■ Your objective
Where does the string "lock" occur in the records below? Copy every line that holds it.

■ Input
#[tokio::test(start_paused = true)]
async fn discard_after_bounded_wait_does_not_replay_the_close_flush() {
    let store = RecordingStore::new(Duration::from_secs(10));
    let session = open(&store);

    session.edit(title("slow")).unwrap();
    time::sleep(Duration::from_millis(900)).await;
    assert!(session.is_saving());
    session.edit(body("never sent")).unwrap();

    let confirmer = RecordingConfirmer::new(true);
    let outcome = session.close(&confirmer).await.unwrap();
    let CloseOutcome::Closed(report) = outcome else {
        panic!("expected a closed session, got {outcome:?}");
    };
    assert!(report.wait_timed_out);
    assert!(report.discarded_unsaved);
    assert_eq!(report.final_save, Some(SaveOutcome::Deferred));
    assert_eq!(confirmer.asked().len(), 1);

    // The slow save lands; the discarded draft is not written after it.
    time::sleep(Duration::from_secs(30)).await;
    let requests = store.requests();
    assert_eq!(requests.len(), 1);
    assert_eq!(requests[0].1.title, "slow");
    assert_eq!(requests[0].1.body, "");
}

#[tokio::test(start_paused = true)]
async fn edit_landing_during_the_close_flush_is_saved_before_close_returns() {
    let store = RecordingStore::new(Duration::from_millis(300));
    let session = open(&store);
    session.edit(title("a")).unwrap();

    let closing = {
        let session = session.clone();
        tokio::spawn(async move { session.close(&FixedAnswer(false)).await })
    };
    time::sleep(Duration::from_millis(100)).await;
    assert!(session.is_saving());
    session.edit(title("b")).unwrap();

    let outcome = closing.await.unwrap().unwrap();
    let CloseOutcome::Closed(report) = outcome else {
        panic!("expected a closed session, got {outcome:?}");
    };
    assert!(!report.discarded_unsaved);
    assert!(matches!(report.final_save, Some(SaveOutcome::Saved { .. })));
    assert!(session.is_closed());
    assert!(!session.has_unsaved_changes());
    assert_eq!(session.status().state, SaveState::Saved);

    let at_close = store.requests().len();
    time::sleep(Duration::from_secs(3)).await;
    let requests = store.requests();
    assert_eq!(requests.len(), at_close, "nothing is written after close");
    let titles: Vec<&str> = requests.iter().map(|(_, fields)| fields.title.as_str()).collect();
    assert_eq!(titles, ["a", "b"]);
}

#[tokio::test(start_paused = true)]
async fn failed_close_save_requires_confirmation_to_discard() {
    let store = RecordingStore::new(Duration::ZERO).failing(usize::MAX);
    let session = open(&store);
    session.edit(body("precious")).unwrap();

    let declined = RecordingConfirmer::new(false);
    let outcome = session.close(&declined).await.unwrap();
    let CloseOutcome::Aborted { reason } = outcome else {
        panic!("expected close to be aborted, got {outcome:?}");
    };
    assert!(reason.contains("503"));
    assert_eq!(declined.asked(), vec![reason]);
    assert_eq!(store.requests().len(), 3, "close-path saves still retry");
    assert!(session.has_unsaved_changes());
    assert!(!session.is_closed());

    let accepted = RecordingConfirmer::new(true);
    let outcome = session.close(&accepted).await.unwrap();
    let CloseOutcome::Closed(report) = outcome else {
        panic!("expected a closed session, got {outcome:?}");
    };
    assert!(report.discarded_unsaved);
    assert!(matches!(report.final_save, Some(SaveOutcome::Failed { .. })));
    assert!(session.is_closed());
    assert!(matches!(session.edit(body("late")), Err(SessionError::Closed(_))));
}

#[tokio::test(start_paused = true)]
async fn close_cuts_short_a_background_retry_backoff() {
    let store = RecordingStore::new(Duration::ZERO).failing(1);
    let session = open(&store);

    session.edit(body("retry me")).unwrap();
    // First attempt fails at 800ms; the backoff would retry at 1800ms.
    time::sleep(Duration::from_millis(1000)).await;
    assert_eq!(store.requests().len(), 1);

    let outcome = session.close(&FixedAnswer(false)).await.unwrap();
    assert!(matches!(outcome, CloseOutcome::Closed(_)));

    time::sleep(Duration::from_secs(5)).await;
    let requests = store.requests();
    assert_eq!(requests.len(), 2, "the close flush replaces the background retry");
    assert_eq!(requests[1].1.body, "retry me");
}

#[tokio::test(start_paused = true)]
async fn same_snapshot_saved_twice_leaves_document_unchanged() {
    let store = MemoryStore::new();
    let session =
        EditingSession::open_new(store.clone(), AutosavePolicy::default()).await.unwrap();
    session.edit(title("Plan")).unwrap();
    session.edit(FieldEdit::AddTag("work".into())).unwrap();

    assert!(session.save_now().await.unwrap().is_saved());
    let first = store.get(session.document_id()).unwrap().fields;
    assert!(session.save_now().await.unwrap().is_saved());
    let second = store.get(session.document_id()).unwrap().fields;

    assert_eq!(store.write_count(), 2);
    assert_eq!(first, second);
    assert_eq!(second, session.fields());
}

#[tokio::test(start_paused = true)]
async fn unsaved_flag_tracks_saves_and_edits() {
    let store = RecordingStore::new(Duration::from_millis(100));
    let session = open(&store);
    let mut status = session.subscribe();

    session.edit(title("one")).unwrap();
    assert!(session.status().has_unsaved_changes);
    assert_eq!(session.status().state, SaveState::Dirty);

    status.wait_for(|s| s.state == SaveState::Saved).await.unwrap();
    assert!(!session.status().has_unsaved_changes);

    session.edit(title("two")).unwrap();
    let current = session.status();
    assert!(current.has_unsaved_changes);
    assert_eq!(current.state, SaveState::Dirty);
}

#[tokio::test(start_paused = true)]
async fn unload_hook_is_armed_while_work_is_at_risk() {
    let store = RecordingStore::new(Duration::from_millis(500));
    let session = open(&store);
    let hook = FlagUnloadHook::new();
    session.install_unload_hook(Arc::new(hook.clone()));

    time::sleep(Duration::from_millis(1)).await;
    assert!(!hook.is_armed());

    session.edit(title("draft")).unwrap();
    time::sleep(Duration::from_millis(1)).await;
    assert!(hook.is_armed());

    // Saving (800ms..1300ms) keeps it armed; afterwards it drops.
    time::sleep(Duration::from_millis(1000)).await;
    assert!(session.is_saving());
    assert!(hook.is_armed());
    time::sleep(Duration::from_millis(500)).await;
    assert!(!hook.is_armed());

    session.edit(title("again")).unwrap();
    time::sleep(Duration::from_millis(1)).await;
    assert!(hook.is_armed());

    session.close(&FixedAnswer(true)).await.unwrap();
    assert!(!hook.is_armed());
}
--
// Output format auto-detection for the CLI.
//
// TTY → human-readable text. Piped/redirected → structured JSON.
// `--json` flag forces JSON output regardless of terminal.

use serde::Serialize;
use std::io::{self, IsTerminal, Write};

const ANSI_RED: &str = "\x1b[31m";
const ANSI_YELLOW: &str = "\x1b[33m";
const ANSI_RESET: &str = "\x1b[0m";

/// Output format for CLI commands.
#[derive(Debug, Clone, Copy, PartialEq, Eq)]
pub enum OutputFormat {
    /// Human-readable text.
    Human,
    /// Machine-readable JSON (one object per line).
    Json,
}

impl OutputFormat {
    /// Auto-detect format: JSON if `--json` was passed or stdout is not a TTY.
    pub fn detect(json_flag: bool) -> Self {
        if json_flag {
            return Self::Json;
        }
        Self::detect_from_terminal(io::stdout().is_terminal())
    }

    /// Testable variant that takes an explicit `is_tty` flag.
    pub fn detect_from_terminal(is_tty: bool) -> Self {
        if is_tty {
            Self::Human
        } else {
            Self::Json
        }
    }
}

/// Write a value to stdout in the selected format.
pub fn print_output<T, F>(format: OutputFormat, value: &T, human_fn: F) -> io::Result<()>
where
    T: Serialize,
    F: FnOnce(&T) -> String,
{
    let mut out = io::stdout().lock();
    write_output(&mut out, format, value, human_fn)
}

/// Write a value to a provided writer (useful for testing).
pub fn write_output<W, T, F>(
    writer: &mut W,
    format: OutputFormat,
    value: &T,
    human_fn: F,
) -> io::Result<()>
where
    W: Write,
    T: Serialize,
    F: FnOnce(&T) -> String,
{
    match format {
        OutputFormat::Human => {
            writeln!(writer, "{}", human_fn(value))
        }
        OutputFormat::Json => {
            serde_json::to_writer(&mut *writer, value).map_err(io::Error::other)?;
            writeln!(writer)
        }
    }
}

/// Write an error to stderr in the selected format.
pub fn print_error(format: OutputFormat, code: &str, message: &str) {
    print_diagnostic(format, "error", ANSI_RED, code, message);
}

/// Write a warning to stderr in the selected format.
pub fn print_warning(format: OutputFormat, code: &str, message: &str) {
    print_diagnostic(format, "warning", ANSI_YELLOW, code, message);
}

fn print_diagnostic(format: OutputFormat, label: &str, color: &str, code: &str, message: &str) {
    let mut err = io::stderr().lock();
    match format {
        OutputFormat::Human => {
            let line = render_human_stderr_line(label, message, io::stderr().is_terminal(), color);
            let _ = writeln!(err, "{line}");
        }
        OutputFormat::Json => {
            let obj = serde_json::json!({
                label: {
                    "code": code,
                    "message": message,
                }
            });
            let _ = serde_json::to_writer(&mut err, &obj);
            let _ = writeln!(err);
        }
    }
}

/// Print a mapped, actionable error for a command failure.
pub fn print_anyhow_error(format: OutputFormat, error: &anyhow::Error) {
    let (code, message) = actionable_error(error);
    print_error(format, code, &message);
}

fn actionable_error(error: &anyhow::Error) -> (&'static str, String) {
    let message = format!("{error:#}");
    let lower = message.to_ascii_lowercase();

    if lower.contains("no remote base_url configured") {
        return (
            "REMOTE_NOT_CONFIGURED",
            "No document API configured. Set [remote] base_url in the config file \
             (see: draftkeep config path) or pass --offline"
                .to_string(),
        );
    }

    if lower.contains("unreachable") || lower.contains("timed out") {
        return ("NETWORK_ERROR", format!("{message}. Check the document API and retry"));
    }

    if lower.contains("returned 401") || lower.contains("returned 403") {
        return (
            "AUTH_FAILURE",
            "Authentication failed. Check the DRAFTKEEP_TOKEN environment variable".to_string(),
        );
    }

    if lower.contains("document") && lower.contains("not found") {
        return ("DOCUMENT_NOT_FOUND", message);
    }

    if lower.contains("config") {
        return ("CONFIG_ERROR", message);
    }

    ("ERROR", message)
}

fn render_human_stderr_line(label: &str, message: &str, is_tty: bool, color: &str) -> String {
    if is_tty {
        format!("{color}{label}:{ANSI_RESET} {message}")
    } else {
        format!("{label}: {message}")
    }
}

■ Answer to the exercise
    let mut out = io::stdout().lock();
    let mut err = io::stderr().lock();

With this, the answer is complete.